Taylor’s relationship with Roth is a peculiar one in the pages of “Here I Am.” At times it’s a friendship of equals. They share meals at a mediocre Manhattan Italian joint Roth dubs the Meatball, and Taylor recalls conversations about flings, literature, and history rich with gossip and humor. Roth shares that he had a brief relationship with the actress Ava Gardner, and loved to imagine poor relations like “Paprika Roth, a retired stripper living in the Florida panhandle.”
But Taylor also sensed that their bond was asymmetrical, and that Roth held some secrets close: “He managed to figure out more about me than I ever could about him,” he writes. At times he’s more a reporter than confidante, and though he bore witness to the worst of Roth’s final days, wracked by painkillers and dementia, the author remains a cryptic figure, seen from a distance.
A more complete picture will likely emerge when Blake Bailey’s full-dress Roth biography is published.

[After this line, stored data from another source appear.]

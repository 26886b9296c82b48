//! Cross-target context dependencies.
//!
//! A target names another as a build context with
//! `context:<name>=target:<other>`. Before dispatch the links are validated
//! and checked for cycles; at dispatch time the dependent request waits for
//! the producer's result and receives it as a frontend input.

use std::collections::{BTreeMap, BTreeSet, HashMap};
use std::sync::Arc;

use base64::Engine;
use base64::engine::general_purpose::STANDARD as BASE64;
use petgraph::algo::toposort;
use petgraph::graph::{DiGraph, NodeIndex};
use tokio_util::sync::CancellationToken;
use tracing::debug;

use super::types::BuildError;
use crate::backend::GatewayResult;
use crate::consts::{
  ATTR_CONTEXT_PREFIX, ATTR_INPUT_METADATA_PREFIX, EXPORTER_BUILDINFO, EXPORTER_IMAGE_CONFIG, PLATFORM_KEY_SEPARATOR,
  VALUE_INPUT_PREFIX,
};
use crate::request::SolveRequest;
use crate::request::context::target_links;
use crate::waitmap::{WaitError, WaitMap};

/// Results shared between dispatch tasks.
pub type ResultMap = WaitMap<String, Arc<GatewayResult>>;

/// Key of a solved result.
pub fn result_key(node_index: usize, target: &str) -> String {
  format!("{node_index}-{target}")
}

/// Key a dependent target sets once it is done with its producers.
pub fn child_key(node_index: usize, target: &str) -> String {
  format!("{node_index}-child-{target}")
}

/// Frontend attributes of every request, per target, with the node index
/// the request runs on.
pub type Placement = BTreeMap<String, Vec<(usize, BTreeMap<String, String>)>>;

/// Check every `target:` link and compute, per `(node, producer)`, the
/// dependents that must finish before the producer may tear down.
pub fn validate_links(placement: &Placement) -> Result<HashMap<(usize, String), Vec<String>>, BuildError> {
  let mut children: HashMap<(usize, String), BTreeSet<String>> = HashMap::new();

  for (target, requests) in placement {
    for (node_index, attrs) in requests {
      for (context, dependency) in target_links(attrs) {
        let producer = placement.get(&dependency).ok_or_else(|| BuildError::UnknownTarget {
          context: context.clone(),
          dependency: dependency.clone(),
        })?;
        if !producer.iter().any(|(idx, _)| idx == node_index) {
          return Err(BuildError::CrossDriver {
            target: target.clone(),
            context,
          });
        }
        children
          .entry((*node_index, dependency))
          .or_default()
          .insert(target.clone());
      }
    }
  }

  Ok(
    children
      .into_iter()
      .map(|(key, names)| (key, names.into_iter().collect()))
      .collect(),
  )
}

/// Reject target dependency cycles.
pub fn check_cycles(placement: &Placement) -> Result<(), BuildError> {
  let mut graph: DiGraph<&str, ()> = DiGraph::new();
  let indexes: BTreeMap<&str, NodeIndex> = placement
    .keys()
    .map(|name| (name.as_str(), graph.add_node(name.as_str())))
    .collect();

  let mut edges = BTreeSet::new();
  for (target, requests) in placement {
    for (_, attrs) in requests {
      for (_, dependency) in target_links(attrs) {
        if let Some(&from) = indexes.get(dependency.as_str())
          && edges.insert((from, indexes[target.as_str()]))
        {
          graph.add_edge(from, indexes[target.as_str()], ());
        }
      }
    }
  }

  toposort(&graph, None)
    .map(|_| ())
    .map_err(|cycle| BuildError::CycleDetected(graph[cycle.node_id()].to_string()))
}

fn encode_metadata(entries: &[(&str, &[u8])]) -> Option<String> {
  if entries.is_empty() {
    return None;
  }
  let map: BTreeMap<&str, String> = entries.iter().map(|(k, v)| (*k, BASE64.encode(v))).collect();
  serde_json::to_string(&map).ok()
}

fn metadata_for<'a>(result: &'a GatewayResult, suffix: Option<&str>) -> Vec<(&'static str, &'a [u8])> {
  [EXPORTER_IMAGE_CONFIG, EXPORTER_BUILDINFO]
    .into_iter()
    .filter_map(|key| {
      let lookup = match suffix {
        Some(platform) => format!("{key}/{platform}"),
        None => key.to_string(),
      };
      result.metadata.get(&lookup).map(|v| (key, v.as_slice()))
    })
    .collect()
}

/// Substitute a producer's result for the `context:<name>` link.
pub fn link_input(request: &mut SolveRequest, name: &str, result: &GatewayResult) {
  let attrs = &mut request.frontend_attrs;

  if let Some(reference) = &result.reference {
    attrs.insert(format!("{ATTR_CONTEXT_PREFIX}{name}"), format!("{VALUE_INPUT_PREFIX}{name}"));
    if let Some(meta) = encode_metadata(&metadata_for(result, None)) {
      attrs.insert(format!("{ATTR_INPUT_METADATA_PREFIX}{name}"), meta);
    }
    request.frontend_inputs.insert(name.to_string(), reference.clone());
    return;
  }

  attrs.remove(&format!("{ATTR_CONTEXT_PREFIX}{name}"));
  for (platform, reference) in &result.platform_refs {
    let input = format!("{name}{PLATFORM_KEY_SEPARATOR}{platform}");
    attrs.insert(format!("{ATTR_CONTEXT_PREFIX}{input}"), format!("{VALUE_INPUT_PREFIX}{input}"));
    if let Some(meta) = encode_metadata(&metadata_for(result, Some(platform))) {
      attrs.insert(format!("{ATTR_INPUT_METADATA_PREFIX}{input}"), meta);
    }
    request.frontend_inputs.insert(input, reference.clone());
  }
}

/// Block until every producer this request links to has a result on the same
/// node, then wire those results in as frontend inputs.
pub async fn wait_context_deps(
  request: &mut SolveRequest,
  node_index: usize,
  results: &ResultMap,
  cancel: &CancellationToken,
) -> Result<(), BuildError> {
  let links = target_links(&request.frontend_attrs);
  if links.is_empty() {
    return Ok(());
  }

  let keys: Vec<String> = links.iter().map(|(_, dep)| result_key(node_index, dep)).collect();
  debug!(node = node_index, deps = ?keys, "waiting for context dependencies");
  let ready = results.get(&keys, cancel).await.map_err(|err| match err {
    WaitError::Canceled => BuildError::Canceled,
    other => BuildError::Wait(other),
  })?;

  for ((name, _), key) in links.iter().zip(&keys) {
    link_input(request, name, &ready[key]);
  }
  Ok(())
}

Still, for Roth fans, Taylor’s book is essential reading, an affectionate but never sentimental portrait of the furious, divisive, and comic personality who produced a handful of the past century’s finest novels.
In conversation with Taylor, Roth was confident enough to place himself in the company of Walt Whitman, William Faulkner and Saul Bellow. But he was modest enough to feel that a certain damage was required to join the club. “They’re heartbroken patriots,” he tells Taylor. “Looking back now, I see it’s what I’ve been too.”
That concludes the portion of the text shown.